Some services will automatically create network ACLs, these lists will have specific functions which we will explain below.

Auto AntiDDoS list

The AntiDDoS system will generate a list of suspicious IPs and add them to a Network ACL named "ddos_identified_ips".

This list serves an informational purpose only and does not take any further action against the IPs. You can utilize this list as needed.

Block this IP button

In the Analytics section, you will find a button "Block this IP" under the "IP address table".

The blocked IPs will be added to a Network ACL named "auto_blacklist". Also a deny VCL configuration will be created for the IPs in this list.

IPs on this list will be unconditionally blocked unless a TTL is set when blocking the IPs.

Auto Block IPs anomaly reaction

The "Block IP" reaction in Anomaly Detection service, automatically blocks an IP if its requests per second exceed the predefined threshold. These IPs are then added to the "auto_blacklist" ACL.

By default, blocked IPs have a TTL of 1 hour, though this can be adjusted when setting the threshold.

Captcha reaction

The "Captcha" reaction in Anomaly Detection service, automatically adds an IP to the "auto_captcha" ACL if its requests per second exceed the predefined threshold. These IPs are then required to solve a Captcha puzzle for each request.

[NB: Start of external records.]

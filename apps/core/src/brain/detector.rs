//! Intent Detector - Main orchestrator of the pipeline.
//!
//! Fixed linear sequence per message:
//! 1. Safety check (external collaborator, failure -> no flags)
//! 2. Entity extraction
//! 3. Sentiment
//! 4. Rule classification
//! 5. Context boost
//! 6. Urgency from the boosted primary
//! 7. Escalation gate, and on the async path an optional re-ranking
//! 8. Padding to three slots, assembly, telemetry
//!
//! Nothing in this sequence returns an error to the caller.

use std::sync::Arc;
use std::time::Instant;
use tokio::time::timeout;
use tracing::{debug, info, warn};

use super::booster::ContextBooster;
use super::classifier::RuleClassifier;
use super::context::ConversationContextFull;
use super::entities::{EntityExtractor, ExtractedEntity};
use super::escalation::{DeclineReason, EscalationDecision, EscalationGate};
use super::intent::{add_or_boost, sort_by_confidence, DetectedIntent, Intent};
use super::patterns::PatternBank;
use super::result::{pad_top_intents, IntentDetectionResult};
use super::sentiment::{Sentiment, SentimentAnalyzer};
use super::urgency::{Urgency, UrgencyCalculator};
use crate::config::DetectorConfig;
use crate::services::{
    IntentReranker, NoopSafetyChecker, SafetyChecker, SafetyFlag, TelemetryRecord, TelemetrySink,
    TracingTelemetrySink,
};

/// What happened at the escalation step of an async detection.
#[derive(Debug, Clone, PartialEq)]
pub enum EscalationStatus {
    /// The gate declined
    NotRequested(DeclineReason),
    /// The gate allowed it but no re-ranker is configured
    Unavailable,
    /// The re-ranking replaced the rules-only ranking
    Applied,
    /// The re-ranker errored or answered nothing usable
    Failed(String),
    TimedOut,
}

/// Result of [`IntentDetector::detect_intent_with_escalation`].
#[derive(Debug, Clone, PartialEq)]
pub struct Detection {
    pub result: IntentDetectionResult,
    pub escalation: EscalationStatus,
}

impl Detection {
    /// Whether the gate asked for a re-ranking.
    pub fn escalation_requested(&self) -> bool {
        !matches!(self.escalation, EscalationStatus::NotRequested(_))
    }

    /// Whether a re-ranking call actually went out; the caller charges its
    /// daily quota on this.
    pub fn llm_called(&self) -> bool {
        matches!(
            self.escalation,
            EscalationStatus::Applied | EscalationStatus::Failed(_) | EscalationStatus::TimedOut
        )
    }
}

/// Deterministic part of a detection (steps 1-6).
struct RulesOutcome {
    safety_flags: Vec<SafetyFlag>,
    entities: Vec<ExtractedEntity>,
    sentiment: Sentiment,
    candidates: Vec<DetectedIntent>,
    urgency: Urgency,
}

/// Stateless detector, built once at startup and shared by reference.
pub struct IntentDetector {
    config: DetectorConfig,
    classifier: RuleClassifier,
    extractor: EntityExtractor,
    sentiment: SentimentAnalyzer,
    booster: ContextBooster,
    urgency: UrgencyCalculator,
    gate: EscalationGate,
    safety: Arc<dyn SafetyChecker>,
    telemetry: Arc<dyn TelemetrySink>,
    reranker: Option<Arc<dyn IntentReranker>>,
}

impl Default for IntentDetector {
    fn default() -> Self {
        Self::new(DetectorConfig::default())
    }
}

impl IntentDetector {
    /// Create a detector with the built-in pattern bank, no safety flags,
    /// tracing telemetry and no re-ranker.
    pub fn new(config: DetectorConfig) -> Self {
        let bank = Arc::new(PatternBank::default());
        Self {
            classifier: RuleClassifier::new(Arc::clone(&bank)),
            extractor: EntityExtractor::new(bank),
            sentiment: SentimentAnalyzer::new(),
            booster: ContextBooster::new(),
            urgency: UrgencyCalculator::new(),
            gate: EscalationGate::from_config(&config),
            safety: Arc::new(NoopSafetyChecker),
            telemetry: Arc::new(TracingTelemetrySink),
            reranker: None,
            config,
        }
    }

    pub fn with_pattern_bank(mut self, bank: Arc<PatternBank>) -> Self {
        self.classifier = RuleClassifier::new(Arc::clone(&bank));
        self.extractor = EntityExtractor::new(bank);
        self
    }

    pub fn with_safety_checker(mut self, safety: Arc<dyn SafetyChecker>) -> Self {
        self.safety = safety;
        self
    }

    pub fn with_telemetry_sink(mut self, telemetry: Arc<dyn TelemetrySink>) -> Self {
        self.telemetry = telemetry;
        self
    }

    pub fn with_reranker(mut self, reranker: Arc<dyn IntentReranker>) -> Self {
        self.reranker = Some(reranker);
        self
    }

    pub fn config(&self) -> &DetectorConfig {
        &self.config
    }

    pub fn gate(&self) -> &EscalationGate {
        &self.gate
    }

    /// Rules-only detection.
    ///
    /// The escalation policy is still checked (and logged) but no request is
    /// built and no model is called; hosts that want the re-ranking use
    /// [`detect_intent_with_escalation`](Self::detect_intent_with_escalation).
    pub fn detect_intent(
        &self,
        message: &str,
        context: &ConversationContextFull,
        is_premium: bool,
        llm_calls_today: u32,
    ) -> IntentDetectionResult {
        let start = Instant::now();
        let outcome = self.run_rules(message, context);

        let top = outcome
            .candidates
            .first()
            .copied()
            .unwrap_or_else(DetectedIntent::empty_slot);
        if self.gate.should_escalate(&top, is_premium, llm_calls_today) {
            debug!("escalation allowed; synchronous path keeps the rules-only ranking");
        }

        let candidates = outcome.candidates.clone();
        let result = Self::assemble(outcome, &candidates);
        self.emit_telemetry(start, &result);
        result
    }

    /// Detection with the optional re-ranking step.
    ///
    /// The re-ranker is called only when the gate allows it, under the
    /// configured timeout. On timeout, error or an empty answer the
    /// rules-only result is returned unchanged.
    pub async fn detect_intent_with_escalation(
        &self,
        message: &str,
        context: &ConversationContextFull,
        is_premium: bool,
        llm_calls_today: u32,
    ) -> Detection {
        let start = Instant::now();
        let outcome = self.run_rules(message, context);

        let decision = self.gate.evaluate(
            message,
            context,
            &outcome.candidates,
            is_premium,
            llm_calls_today,
        );

        let (candidates, escalation) = match decision {
            EscalationDecision::Declined(reason) => {
                debug!(?reason, "escalation declined");
                (outcome.candidates.clone(), EscalationStatus::NotRequested(reason))
            }
            EscalationDecision::Escalate(request) => match &self.reranker {
                None => {
                    debug!("escalation allowed but no re-ranker configured");
                    (outcome.candidates.clone(), EscalationStatus::Unavailable)
                }
                Some(reranker) => {
                    let request_id = request.request_id;
                    match timeout(self.config.escalation_timeout(), reranker.rerank(request)).await
                    {
                        Ok(Ok(ranking)) => {
                            let ranking = sanitize_ranking(ranking);
                            if ranking.is_empty() {
                                warn!(%request_id, "re-ranker returned no usable intents");
                                (
                                    outcome.candidates.clone(),
                                    EscalationStatus::Failed("empty ranking".to_string()),
                                )
                            } else {
                                info!(
                                    %request_id,
                                    primary = %ranking[0].intent,
                                    "re-ranking applied"
                                );
                                (ranking, EscalationStatus::Applied)
                            }
                        }
                        Ok(Err(e)) => {
                            warn!(%request_id, "re-ranker failed: {}", e);
                            (outcome.candidates.clone(), EscalationStatus::Failed(e.to_string()))
                        }
                        Err(_) => {
                            warn!(
                                %request_id,
                                timeout_ms = self.config.escalation_timeout_ms,
                                "re-ranker timed out"
                            );
                            (outcome.candidates.clone(), EscalationStatus::TimedOut)
                        }
                    }
                }
            },
        };

        let result = Self::assemble(outcome, &candidates);
        self.emit_telemetry(start, &result);
        Detection { result, escalation }
    }

    fn run_rules(&self, message: &str, context: &ConversationContextFull) -> RulesOutcome {
        let safety_flags = match self.safety.check_input(message, context) {
            Ok(check) => check.flags,
            Err(e) => {
                warn!("safety check failed, continuing without flags: {}", e);
                Vec::new()
            }
        };

        let entities = self.extractor.extract(message);
        let sentiment = self.sentiment.analyze(message);
        let classified = self.classifier.classify(message);
        let candidates = self.booster.boost(&classified, &entities, context);

        let primary = candidates
            .first()
            .map(|c| c.intent)
            .unwrap_or(Intent::Unknown);
        let urgency = self.urgency.calculate(primary, sentiment, context);

        RulesOutcome {
            safety_flags,
            entities,
            sentiment,
            candidates,
            urgency,
        }
    }

    fn assemble(outcome: RulesOutcome, candidates: &[DetectedIntent]) -> IntentDetectionResult {
        IntentDetectionResult {
            top_intents: pad_top_intents(candidates),
            entities: outcome.entities,
            sentiment: outcome.sentiment,
            urgency: outcome.urgency,
            safety_flags: outcome.safety_flags,
        }
    }

    fn emit_telemetry(&self, start: Instant, result: &IntentDetectionResult) {
        let elapsed_ms = start.elapsed().as_millis() as u64;
        self.telemetry
            .record(&TelemetryRecord::new(elapsed_ms, result.primary().intent));
    }
}

/// Clamps, deduplicates (max wins) and sorts an external ranking. Non-finite
/// confidences are dropped.
fn sanitize_ranking(ranking: Vec<DetectedIntent>) -> Vec<DetectedIntent> {
    let mut cleaned = Vec::with_capacity(ranking.len());
    for candidate in ranking {
        if candidate.confidence.is_finite() {
            add_or_boost(&mut cleaned, candidate.intent, candidate.confidence);
        }
    }
    sort_by_confidence(&mut cleaned);
    cleaned
}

By default, Captcha have a TTL of 1 hour, though this can be adjusted when setting the threshold.

JS Challenge reaction

The "JS Challenge" reaction in Anomaly Detection service, automatically adds an IP to the "auto_jschallenge" ACL if its requests per second exceed the predefined threshold. These IPs are then required to pass a JS Challenge for each request.

By default, JS Challenge have a TTL of 1 hour, though this can be adjusted when setting the threshold.